Sep 22

Powershell Filter Operators

Once you get used to Powershell, you will want to do more and more with it.  One of the keys to leveraging the power of PowerShell is filters.
PowerShell commandlets all support filters (well, most of them anyway).  This means you can drill down to resulting data subsets.
If you run into commandlets that don’t support the native -filter you can always pipe to where-object (aka “where”).

In other words you can do this: get-service | Where {$_.Status -eq “Running”}
This takes the results of a generic get-service request which returns a full list of system services and pares it down to only the running services.
Change “Running” to “Stopped” and you get, obviously a list of services that are stopped.

You can also pipe the service name into the get-service commandlet: “W32Time” | get-service

Here’s a great chart I found on the MSDN Blogs that describes what each filter operator does:

Logical Operator Description Equivalent LDAP operator/expression
-eq Equal to. This will not support wild card search. =
-ne Not equal to. This will not support wild card search. ! x = y
-like Similar to -eq and supports wildcard comparison. The only wildcard character supported is: * =
-notlike Not like.
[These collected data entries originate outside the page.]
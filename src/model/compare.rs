//! Cross-validation model comparison.
//!
//! Each candidate fit is scored by a cross-validation criterion: the sum
//! of pointwise expected log predictive densities (elpd). Ranking
//! reports, per model, the elpd difference to the best model and the
//! standard error of that difference computed from the pointwise elpd
//! differences — the usual way paired predictive scores are compared.

use crate::error::{InferirError, Result};
use serde::{Deserialize, Serialize};

/// A cross-validation criterion for one fitted model.
///
/// # Examples
///
/// ```
/// use inferir::model::CvCriterion;
///
/// let criterion = CvCriterion::from_pointwise(vec![-0.6, -0.7, -0.5]);
/// assert!((criterion.elpd + 1.8).abs() < 1e-9);
/// ```
#[derive(Debug, Clone, PartialEq, Serialize, Deserialize)]
pub struct CvCriterion {
    /// Total expected log predictive density (higher is better).
    pub elpd: f64,
    /// Per-observation elpd contributions.
    pub pointwise: Vec<f64>,
}

impl CvCriterion {
    /// Builds a criterion from pointwise contributions.
    #[must_use]
    pub fn from_pointwise(pointwise: Vec<f64>) -> Self {
        let elpd = pointwise.iter().sum();
        Self { elpd, pointwise }
    }

    /// Standard error of the total elpd.
    #[must_use]
    pub fn se(&self) -> f64 {
        se_of_sum(&self.pointwise)
    }
}

/// One row of a ranked model comparison.
#[derive(Debug, Clone, PartialEq, Serialize, Deserialize)]
pub struct ModelRank {
    /// Model name as supplied by the caller.
    pub name: String,
    /// Total elpd of this model.
    pub elpd: f64,
    /// Difference to the best model's elpd (0 for the best, negative
    /// otherwise).
    pub elpd_diff: f64,
    /// Standard error of `elpd_diff` (0 for the best model).
    pub se_diff: f64,
}

/// Ranks two or more models by their cross-validation criterion.
///
/// The best model comes first with `elpd_diff = 0`; every other row
/// carries its deficit and the paired standard error of that deficit.
///
/// # Errors
///
/// * `InvalidConfig` — fewer than two models.
/// * `Shape` — pointwise vectors of unequal length (criteria must come
///   from the same observations).
///
/// # Examples
///
/// ```
/// use inferir::model::{compare, CvCriterion};
///
/// let ranked = compare(&[
///     ("null", CvCriterion::from_pointwise(vec![-0.7, -0.7, -0.7])),
///     ("class", CvCriterion::from_pointwise(vec![-0.5, -0.6, -0.5])),
/// ])
/// .unwrap();
/// assert_eq!(ranked[0].name, "class");
/// assert_eq!(ranked[0].elpd_diff, 0.0);
/// assert!(ranked[1].elpd_diff < 0.0);
/// ```
pub fn compare(models: &[(&str, CvCriterion)]) -> Result<Vec<ModelRank>> {
    if models.len() < 2 {
        return Err(InferirError::InvalidConfig {
            param: "models".to_string(),
            value: models.len().to_string(),
            constraint: "at least two models to compare".to_string(),
        });
    }

    let n = models[0].1.pointwise.len();
    for (name, criterion) in models {
        if criterion.pointwise.len() != n {
            return Err(InferirError::shape(
                format!("{n} pointwise contributions"),
                format!("{} in model {name}", criterion.pointwise.len()),
            ));
        }
    }

    let best = models
        .iter()
        .max_by(|a, b| {
            a.1.elpd
                .partial_cmp(&b.1.elpd)
                .expect("elpd values should be comparable (not NaN)")
        })
        .expect("at least two models");

    let mut ranked: Vec<ModelRank> = models
        .iter()
        .map(|(name, criterion)| {
            let diffs: Vec<f64> = criterion
                .pointwise
                .iter()
                .zip(&best.1.pointwise)
                .map(|(own, top)| own - top)
                .collect();
            ModelRank {
                name: (*name).to_string(),
                elpd: criterion.elpd,
                elpd_diff: criterion.elpd - best.1.elpd,
                se_diff: se_of_sum(&diffs),
            }
        })
        .collect();

    ranked.sort_by(|a, b| {
        b.elpd
            .partial_cmp(&a.elpd)
            .expect("elpd values should be comparable (not NaN)")
    });
    Ok(ranked)
}

/// Standard error of the sum of pointwise values: sqrt(n * var).
fn se_of_sum(pointwise: &[f64]) -> f64 {
    let n = pointwise.len();
    if n < 2 {
        return 0.0;
    }
    let mean = pointwise.iter().sum::<f64>() / n as f64;
    let var = pointwise.iter().map(|x| (x - mean).powi(2)).sum::<f64>() / (n - 1) as f64;
    (n as f64 * var).sqrt()
}
//! Error types for inferir operations.
//!
//! Provides rich error context for library consumers.

use std::fmt;

/// Main error type for inferir operations.
///
/// Covers the three fatal failure classes of the analysis pipeline
/// (unreadable input, malformed input shape, mismatched draw/table
/// dimensions) plus invalid model configuration. Convergence problems
/// reported by the fitting backend are not errors; see
/// [`crate::model::ConvergenceWarning`].
///
/// # Examples
///
/// ```
/// use inferir::error::InferirError;
///
/// let err = InferirError::Shape {
///     expected: "4 draw columns".to_string(),
///     actual: "5".to_string(),
/// };
/// assert!(err.to_string().contains("Shape mismatch"));
/// ```
#[derive(Debug)]
pub enum InferirError {
    /// Input file unreadable or missing.
    Io(std::io::Error),

    /// Malformed source data: wrong class columns, ragged region tables,
    /// or a region index outside the fixed 1..=26 vocabulary.
    Schema {
        /// Description of the malformation
        message: String,
    },

    /// Mismatched dimensions between a posterior-draw matrix and the
    /// observation table it was fitted on.
    Shape {
        /// Expected dimensions description
        expected: String,
        /// Actual dimensions found
        actual: String,
    },

    /// Invalid model configuration (formula, prior, or sampler settings).
    InvalidConfig {
        /// Setting name
        param: String,
        /// Provided value
        value: String,
        /// Constraint description
        constraint: String,
    },

    /// Generic error with string message.
    Other(String),
}

impl fmt::Display for InferirError {
    fn fmt(&self, f: &mut fmt::Formatter<'_>) -> fmt::Result {
        match self {
            InferirError::Io(e) => write!(f, "I/O error: {e}"),
            InferirError::Schema { message } => {
                write!(f, "Malformed source: {message}")
            }
            InferirError::Shape { expected, actual } => {
                write!(f, "Shape mismatch: expected {expected}, got {actual}")
            }
            InferirError::InvalidConfig {
                param,
                value,
                constraint,
            } => {
                write!(
                    f,
                    "Invalid configuration: {param} = {value}, expected {constraint}"
                )
            }
            InferirError::Other(msg) => write!(f, "{msg}"),
        }
    }
}

impl std::error::Error for InferirError {
    fn source(&self) -> Option<&(dyn std::error::Error + 'static)> {
        match self {
            InferirError::Io(e) => Some(e),
            _ => None,
        }
    }
}

impl From<std::io::Error> for InferirError {
    fn from(err: std::io::Error) -> Self {
        InferirError::Io(err)
    }
}

impl From<&str> for InferirError {
    fn from(msg: &str) -> Self {
        InferirError::Other(msg.to_string())
    }
}

impl From<String> for InferirError {
    fn from(msg: String) -> Self {
        InferirError::Other(msg)
    }
}

impl InferirError {
    /// Create a schema error with descriptive context.
    #[must_use]
    pub fn schema(message: impl Into<String>) -> Self {
        Self::Schema {
            message: message.into(),
        }
    }

    /// Create a shape mismatch error with descriptive context.
    #[must_use]
    pub fn shape(expected: impl Into<String>, actual: impl Into<String>) -> Self {
        Self::Shape {
            expected: expected.into(),
            actual: actual.into(),
        }
    }

    /// Create an empty input error.
    #[must_use]
    pub fn empty_input(context: &str) -> Self {
        Self::Other(format!("empty input: {context}"))
    }
}

/// Convenience type alias for Results.
pub type Result<T> = std::result::Result<T, InferirError>;
//! Matrix type for 2D numeric data.
//!
//! Posterior-draw matrices use the convention rows = draws,
//! columns = observations.

use super::Vector;
use crate::error::{InferirError, Result};
use serde::{Deserialize, Serialize};

/// A 2D matrix of numeric values (row-major storage).
///
/// # Examples
///
/// ```
/// use inferir::primitives::Matrix;
///
/// let m = Matrix::from_vec(2, 3, vec![1.0, 2.0, 3.0, 4.0, 5.0, 6.0]).unwrap();
/// assert_eq!(m.shape(), (2, 3));
/// assert_eq!(m.get(1, 2), 6.0);
/// ```
#[derive(Debug, Clone, PartialEq, Serialize, Deserialize)]
pub struct Matrix<T> {
    data: Vec<T>,
    rows: usize,
    cols: usize,
}

impl<T: Copy> Matrix<T> {
    /// Creates a new matrix from a flat row-major vector.
    ///
    /// # Errors
    ///
    /// Returns a shape error if data length doesn't match rows * cols.
    pub fn from_vec(rows: usize, cols: usize, data: Vec<T>) -> Result<Self> {
        if data.len() != rows * cols {
            return Err(InferirError::shape(
                format!("{rows}x{cols} = {} elements", rows * cols),
                format!("{} elements", data.len()),
            ));
        }
        Ok(Self { data, rows, cols })
    }

    /// Creates a matrix from a slice of equal-length rows.
    ///
    /// # Errors
    ///
    /// Returns a shape error if the rows are ragged or empty.
    pub fn from_rows(rows: &[Vec<T>]) -> Result<Self> {
        if rows.is_empty() {
            return Err(InferirError::empty_input("matrix rows"));
        }
        let cols = rows[0].len();
        let mut data = Vec::with_capacity(rows.len() * cols);
        for row in rows {
            if row.len() != cols {
                return Err(InferirError::shape(
                    format!("{cols} columns per row"),
                    format!("{}", row.len()),
                ));
            }
            data.extend_from_slice(row);
        }
        Ok(Self {
            data,
            rows: rows.len(),
            cols,
        })
    }

    /// Returns the shape as (rows, cols).
    #[must_use]
    pub fn shape(&self) -> (usize, usize) {
        (self.rows, self.cols)
    }

    /// Returns the number of rows.
    #[must_use]
    pub fn n_rows(&self) -> usize {
        self.rows
    }

    /// Returns the number of columns.
    #[must_use]
    pub fn n_cols(&self) -> usize {
        self.cols
    }

    /// Gets element at (row, col).
    ///
    /// # Panics
    ///
    /// Panics if indices are out of bounds.
    #[must_use]
    pub fn get(&self, row: usize, col: usize) -> T {
        self.data[row * self.cols + col]
    }

    /// Sets element at (row, col).
    ///
    /// # Panics
    ///
    /// Panics if indices are out of bounds.
    pub fn set(&mut self, row: usize, col: usize, value: T) {
        self.data[row * self.cols + col] = value;
    }

    /// Returns a row as a Vector.
    #[must_use]
    pub fn row(&self, row_idx: usize) -> Vector<T> {
        let start = row_idx * self.cols;
        let end = start + self.cols;
        Vector::from_slice(&self.data[start..end])
    }

    /// Returns a column as a Vector.
    #[must_use]
    pub fn column(&self, col_idx: usize) -> Vector<T> {
        let data: Vec<T> = (0..self.rows)
            .map(|row| self.data[row * self.cols + col_idx])
            .collect();
        Vector::from_vec(data)
    }

    /// Returns the underlying data as a flat row-major slice.
    #[must_use]
    pub fn as_slice(&self) -> &[T] {
        &self.data
    }
}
Supports wild card comparison. ! x = y
-approx Approximately equal to ~=
-le Lexicographically less than or equal to <=
-lt Lexicographically less than ! x >= y
-ge Lexicographically greater than or equal to >=
-gt Lexicographically greater than ! x <= y
-and AND &
-or OR |
-not NOT !
-bor Bitwise OR :1.2.840.113556.1.4.804:=
-band Bitwise AND :1.2.840.113556.1.4.803:=
-recursivematch Uses LDAP_MATCHING_RULE_IN_CHAIN (Win2k3 SP2 and above) :1.2.840.113556.1.4.1941:=

Using filters is extremely helpful is narrowing down the scope to fine-tune the data you need to work with and this chart is one I frequently reference.